┌─ TASK DATA

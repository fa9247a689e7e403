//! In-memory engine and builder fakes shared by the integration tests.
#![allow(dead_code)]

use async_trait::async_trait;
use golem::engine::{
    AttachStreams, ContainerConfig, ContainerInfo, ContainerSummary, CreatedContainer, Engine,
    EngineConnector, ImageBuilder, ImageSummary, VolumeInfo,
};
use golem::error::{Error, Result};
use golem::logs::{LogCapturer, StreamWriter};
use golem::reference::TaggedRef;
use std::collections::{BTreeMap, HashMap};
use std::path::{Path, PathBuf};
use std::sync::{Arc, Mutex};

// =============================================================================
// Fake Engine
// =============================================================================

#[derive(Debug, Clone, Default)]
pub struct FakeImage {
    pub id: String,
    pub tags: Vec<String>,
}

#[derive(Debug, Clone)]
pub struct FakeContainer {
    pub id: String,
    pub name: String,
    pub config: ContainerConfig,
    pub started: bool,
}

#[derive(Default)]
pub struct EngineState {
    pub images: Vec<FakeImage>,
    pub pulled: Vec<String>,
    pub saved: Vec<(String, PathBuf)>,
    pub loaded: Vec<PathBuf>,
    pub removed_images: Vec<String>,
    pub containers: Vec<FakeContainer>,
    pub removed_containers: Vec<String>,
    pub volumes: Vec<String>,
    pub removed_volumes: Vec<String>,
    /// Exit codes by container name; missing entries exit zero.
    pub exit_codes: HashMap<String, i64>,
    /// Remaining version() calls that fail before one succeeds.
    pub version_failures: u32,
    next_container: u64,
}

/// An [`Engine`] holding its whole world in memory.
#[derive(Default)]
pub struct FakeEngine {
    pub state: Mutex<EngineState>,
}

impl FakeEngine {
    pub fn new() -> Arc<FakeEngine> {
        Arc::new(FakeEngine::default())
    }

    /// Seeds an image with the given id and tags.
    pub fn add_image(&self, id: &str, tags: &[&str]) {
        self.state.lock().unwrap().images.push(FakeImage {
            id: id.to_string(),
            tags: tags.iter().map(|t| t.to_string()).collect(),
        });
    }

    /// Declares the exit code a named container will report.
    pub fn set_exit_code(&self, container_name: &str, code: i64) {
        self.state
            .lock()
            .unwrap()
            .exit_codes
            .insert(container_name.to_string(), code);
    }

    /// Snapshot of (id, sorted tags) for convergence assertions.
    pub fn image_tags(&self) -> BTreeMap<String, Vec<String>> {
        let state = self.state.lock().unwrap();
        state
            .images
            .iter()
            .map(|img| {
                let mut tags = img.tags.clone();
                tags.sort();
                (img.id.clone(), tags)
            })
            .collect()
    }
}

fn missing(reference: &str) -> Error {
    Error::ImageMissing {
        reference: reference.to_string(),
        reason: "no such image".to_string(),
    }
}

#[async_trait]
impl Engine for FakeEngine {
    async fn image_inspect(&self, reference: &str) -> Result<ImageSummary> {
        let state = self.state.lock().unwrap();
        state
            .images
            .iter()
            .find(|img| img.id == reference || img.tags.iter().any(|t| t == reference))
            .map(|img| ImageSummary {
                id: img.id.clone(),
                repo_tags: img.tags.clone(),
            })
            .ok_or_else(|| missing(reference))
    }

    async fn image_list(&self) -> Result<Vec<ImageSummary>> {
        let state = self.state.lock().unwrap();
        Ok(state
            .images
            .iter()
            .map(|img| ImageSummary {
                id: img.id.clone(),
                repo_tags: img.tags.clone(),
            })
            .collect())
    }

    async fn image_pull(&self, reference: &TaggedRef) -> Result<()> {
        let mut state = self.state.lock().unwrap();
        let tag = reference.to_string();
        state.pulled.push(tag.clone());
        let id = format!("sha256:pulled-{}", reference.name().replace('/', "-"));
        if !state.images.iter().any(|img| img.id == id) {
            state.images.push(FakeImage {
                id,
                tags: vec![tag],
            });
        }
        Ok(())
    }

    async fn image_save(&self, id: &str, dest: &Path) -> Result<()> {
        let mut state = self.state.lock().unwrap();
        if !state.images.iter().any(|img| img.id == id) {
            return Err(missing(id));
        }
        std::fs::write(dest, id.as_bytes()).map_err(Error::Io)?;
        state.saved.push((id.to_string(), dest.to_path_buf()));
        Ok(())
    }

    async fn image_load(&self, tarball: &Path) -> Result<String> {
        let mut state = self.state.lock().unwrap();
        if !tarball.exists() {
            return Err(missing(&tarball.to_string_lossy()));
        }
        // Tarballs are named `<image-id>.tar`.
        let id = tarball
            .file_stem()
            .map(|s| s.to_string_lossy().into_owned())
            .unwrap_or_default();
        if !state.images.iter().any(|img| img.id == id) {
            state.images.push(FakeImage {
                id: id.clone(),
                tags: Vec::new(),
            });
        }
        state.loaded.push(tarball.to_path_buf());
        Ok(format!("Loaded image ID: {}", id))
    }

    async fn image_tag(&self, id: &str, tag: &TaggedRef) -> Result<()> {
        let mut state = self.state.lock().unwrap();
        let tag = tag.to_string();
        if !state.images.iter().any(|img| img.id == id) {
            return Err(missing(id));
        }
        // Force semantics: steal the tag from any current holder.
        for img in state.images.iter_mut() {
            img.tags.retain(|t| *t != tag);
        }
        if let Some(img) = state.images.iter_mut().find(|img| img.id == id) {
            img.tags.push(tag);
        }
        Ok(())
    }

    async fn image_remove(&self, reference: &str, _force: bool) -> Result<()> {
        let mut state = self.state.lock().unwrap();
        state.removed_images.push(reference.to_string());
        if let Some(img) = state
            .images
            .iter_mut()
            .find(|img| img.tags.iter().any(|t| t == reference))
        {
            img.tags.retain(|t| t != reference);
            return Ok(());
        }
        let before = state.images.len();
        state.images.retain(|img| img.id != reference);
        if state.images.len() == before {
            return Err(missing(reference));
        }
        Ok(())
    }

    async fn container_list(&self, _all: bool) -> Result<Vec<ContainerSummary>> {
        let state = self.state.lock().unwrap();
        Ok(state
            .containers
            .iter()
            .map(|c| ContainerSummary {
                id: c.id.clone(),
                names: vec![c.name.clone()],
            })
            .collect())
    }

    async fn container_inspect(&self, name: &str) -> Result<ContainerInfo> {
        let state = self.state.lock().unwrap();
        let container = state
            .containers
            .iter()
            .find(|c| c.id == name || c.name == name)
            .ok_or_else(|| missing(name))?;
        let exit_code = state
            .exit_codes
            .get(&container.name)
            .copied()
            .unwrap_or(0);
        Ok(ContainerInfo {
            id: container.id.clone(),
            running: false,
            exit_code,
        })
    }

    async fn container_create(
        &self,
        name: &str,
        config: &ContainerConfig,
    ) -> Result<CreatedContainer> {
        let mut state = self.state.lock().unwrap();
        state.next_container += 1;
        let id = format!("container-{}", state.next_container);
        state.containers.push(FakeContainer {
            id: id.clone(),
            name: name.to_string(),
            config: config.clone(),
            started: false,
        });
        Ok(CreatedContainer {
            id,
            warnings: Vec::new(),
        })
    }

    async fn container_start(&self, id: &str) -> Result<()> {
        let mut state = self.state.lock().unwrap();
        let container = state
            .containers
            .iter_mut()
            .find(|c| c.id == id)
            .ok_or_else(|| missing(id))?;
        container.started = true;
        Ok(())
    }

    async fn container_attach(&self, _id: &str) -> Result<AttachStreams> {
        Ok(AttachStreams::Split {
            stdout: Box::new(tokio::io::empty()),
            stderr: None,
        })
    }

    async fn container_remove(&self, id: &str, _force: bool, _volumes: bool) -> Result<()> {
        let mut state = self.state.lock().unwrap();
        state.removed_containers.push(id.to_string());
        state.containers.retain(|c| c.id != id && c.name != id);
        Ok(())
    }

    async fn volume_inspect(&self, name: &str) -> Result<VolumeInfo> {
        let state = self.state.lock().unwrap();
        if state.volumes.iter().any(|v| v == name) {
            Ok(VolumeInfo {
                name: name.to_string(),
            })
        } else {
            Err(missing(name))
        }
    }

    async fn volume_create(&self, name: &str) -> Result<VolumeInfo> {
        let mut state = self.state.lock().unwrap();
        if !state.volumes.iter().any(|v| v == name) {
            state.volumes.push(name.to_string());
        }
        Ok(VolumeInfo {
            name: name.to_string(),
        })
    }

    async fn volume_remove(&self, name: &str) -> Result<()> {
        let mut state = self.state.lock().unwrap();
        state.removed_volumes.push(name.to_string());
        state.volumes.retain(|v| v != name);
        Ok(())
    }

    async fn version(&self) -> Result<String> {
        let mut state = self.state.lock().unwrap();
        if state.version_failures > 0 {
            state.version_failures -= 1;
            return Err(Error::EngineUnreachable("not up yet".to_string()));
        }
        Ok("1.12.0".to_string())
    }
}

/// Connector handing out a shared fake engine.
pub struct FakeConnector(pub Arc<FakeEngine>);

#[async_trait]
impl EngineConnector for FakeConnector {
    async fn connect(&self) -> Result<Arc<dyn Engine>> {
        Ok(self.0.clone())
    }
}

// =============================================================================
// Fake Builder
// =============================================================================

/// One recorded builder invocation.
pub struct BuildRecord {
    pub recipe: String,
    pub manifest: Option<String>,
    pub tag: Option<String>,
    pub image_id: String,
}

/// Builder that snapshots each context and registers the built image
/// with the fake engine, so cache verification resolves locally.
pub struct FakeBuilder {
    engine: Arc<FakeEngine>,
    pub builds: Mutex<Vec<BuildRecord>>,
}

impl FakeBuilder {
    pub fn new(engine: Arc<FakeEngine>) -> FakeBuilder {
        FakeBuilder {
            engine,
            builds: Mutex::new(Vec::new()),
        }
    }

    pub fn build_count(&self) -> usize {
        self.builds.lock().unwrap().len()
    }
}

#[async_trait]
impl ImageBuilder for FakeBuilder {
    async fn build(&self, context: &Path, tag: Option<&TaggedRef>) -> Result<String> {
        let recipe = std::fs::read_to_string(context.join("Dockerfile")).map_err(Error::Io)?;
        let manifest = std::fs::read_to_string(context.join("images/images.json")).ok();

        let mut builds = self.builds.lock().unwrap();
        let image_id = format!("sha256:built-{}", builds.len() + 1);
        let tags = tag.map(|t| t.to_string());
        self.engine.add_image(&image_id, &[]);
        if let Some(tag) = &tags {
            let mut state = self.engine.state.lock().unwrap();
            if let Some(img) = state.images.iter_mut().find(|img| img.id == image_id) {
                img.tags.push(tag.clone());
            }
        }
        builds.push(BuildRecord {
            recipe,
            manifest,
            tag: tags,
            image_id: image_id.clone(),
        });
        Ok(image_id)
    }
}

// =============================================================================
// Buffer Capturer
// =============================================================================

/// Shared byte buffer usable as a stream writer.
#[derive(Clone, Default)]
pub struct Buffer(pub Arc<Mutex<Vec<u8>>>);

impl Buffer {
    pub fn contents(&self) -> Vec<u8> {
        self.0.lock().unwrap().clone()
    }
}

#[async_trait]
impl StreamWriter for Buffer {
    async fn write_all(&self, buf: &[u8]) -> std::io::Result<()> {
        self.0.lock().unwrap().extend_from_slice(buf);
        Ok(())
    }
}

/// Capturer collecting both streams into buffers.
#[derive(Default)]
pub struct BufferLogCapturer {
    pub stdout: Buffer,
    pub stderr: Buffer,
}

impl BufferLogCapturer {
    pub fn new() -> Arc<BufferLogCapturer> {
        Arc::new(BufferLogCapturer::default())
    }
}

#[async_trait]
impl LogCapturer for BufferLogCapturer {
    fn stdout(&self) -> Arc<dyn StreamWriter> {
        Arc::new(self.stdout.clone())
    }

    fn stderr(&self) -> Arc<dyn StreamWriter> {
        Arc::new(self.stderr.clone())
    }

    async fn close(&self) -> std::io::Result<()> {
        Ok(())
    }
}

└─
┌─ TASK DATA

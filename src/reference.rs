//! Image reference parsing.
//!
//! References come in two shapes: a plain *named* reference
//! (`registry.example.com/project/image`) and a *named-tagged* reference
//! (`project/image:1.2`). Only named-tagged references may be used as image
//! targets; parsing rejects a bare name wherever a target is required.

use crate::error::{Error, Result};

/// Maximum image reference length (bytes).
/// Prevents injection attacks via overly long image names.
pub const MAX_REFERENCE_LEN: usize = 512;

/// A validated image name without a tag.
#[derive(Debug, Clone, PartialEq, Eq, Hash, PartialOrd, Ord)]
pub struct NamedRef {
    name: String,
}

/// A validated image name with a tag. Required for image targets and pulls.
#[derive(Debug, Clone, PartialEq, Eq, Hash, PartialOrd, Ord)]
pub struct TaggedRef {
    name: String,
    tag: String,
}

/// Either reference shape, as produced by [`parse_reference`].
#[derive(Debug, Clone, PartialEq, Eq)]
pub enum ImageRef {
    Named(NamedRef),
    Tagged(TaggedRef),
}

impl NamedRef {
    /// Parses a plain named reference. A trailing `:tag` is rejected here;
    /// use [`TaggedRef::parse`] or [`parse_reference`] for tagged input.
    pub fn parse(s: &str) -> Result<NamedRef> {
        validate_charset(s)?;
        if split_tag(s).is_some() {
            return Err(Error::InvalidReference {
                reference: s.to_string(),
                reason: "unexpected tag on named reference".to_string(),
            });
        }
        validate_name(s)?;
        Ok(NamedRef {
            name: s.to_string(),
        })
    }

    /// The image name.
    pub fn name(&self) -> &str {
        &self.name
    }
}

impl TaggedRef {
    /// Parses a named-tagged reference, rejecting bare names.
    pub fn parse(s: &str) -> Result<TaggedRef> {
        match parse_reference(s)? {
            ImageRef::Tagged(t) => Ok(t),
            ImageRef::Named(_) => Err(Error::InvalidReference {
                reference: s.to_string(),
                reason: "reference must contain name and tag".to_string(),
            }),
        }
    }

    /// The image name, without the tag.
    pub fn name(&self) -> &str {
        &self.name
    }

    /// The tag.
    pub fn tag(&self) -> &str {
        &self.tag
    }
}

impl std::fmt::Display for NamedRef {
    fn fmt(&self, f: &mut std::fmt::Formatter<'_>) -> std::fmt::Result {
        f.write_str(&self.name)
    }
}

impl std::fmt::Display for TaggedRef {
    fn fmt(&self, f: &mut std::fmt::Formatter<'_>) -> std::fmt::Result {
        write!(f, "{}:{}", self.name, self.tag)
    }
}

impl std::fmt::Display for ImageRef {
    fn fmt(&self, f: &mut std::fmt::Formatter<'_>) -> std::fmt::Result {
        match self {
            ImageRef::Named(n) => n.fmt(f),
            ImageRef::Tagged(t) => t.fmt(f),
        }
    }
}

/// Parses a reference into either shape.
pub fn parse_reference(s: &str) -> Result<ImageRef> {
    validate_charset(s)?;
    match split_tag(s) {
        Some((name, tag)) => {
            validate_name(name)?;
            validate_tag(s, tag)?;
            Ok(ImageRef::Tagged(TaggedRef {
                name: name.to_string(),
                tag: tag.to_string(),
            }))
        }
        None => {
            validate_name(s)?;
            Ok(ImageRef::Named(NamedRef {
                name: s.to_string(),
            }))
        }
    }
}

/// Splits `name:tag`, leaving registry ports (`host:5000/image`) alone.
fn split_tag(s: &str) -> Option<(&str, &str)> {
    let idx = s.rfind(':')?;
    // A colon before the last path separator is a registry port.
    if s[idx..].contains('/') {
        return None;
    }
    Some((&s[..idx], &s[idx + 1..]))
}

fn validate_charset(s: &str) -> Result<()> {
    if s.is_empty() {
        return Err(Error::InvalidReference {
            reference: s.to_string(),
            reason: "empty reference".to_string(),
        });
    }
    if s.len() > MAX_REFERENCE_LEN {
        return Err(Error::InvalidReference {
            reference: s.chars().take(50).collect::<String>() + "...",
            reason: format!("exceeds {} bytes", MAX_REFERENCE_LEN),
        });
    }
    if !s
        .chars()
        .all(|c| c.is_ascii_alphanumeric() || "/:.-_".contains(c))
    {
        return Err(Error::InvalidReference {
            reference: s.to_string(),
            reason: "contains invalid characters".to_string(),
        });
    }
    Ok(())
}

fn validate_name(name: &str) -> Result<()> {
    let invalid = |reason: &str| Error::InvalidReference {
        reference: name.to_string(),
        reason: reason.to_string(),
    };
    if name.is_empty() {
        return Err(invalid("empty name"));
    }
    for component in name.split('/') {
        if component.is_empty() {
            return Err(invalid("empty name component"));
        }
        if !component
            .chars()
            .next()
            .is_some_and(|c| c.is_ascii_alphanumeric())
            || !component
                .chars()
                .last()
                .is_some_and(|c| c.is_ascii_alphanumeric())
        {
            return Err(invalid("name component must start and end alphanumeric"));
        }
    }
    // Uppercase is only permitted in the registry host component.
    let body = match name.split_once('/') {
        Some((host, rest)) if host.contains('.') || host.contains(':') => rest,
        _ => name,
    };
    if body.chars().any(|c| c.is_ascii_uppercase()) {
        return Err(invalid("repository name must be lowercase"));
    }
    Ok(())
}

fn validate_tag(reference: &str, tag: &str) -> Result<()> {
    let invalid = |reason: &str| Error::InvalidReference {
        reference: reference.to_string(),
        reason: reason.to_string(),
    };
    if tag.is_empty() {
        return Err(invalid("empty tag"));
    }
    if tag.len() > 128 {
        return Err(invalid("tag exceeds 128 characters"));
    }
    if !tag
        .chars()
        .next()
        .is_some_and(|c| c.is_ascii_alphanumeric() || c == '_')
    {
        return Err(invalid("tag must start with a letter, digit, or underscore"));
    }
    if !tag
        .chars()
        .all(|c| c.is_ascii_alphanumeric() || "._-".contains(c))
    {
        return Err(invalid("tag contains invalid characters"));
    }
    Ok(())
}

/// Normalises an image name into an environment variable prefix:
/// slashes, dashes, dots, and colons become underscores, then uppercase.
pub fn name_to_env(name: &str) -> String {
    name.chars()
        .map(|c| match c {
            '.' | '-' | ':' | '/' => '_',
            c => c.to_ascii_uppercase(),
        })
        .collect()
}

└─

◆ TASK
The expected result is a copy of each line in the records where "body" appears.

◆ SOLUTION
    let body = match name.split_once('/') {
    if body.chars().any(|c| c.is_ascii_uppercase()) {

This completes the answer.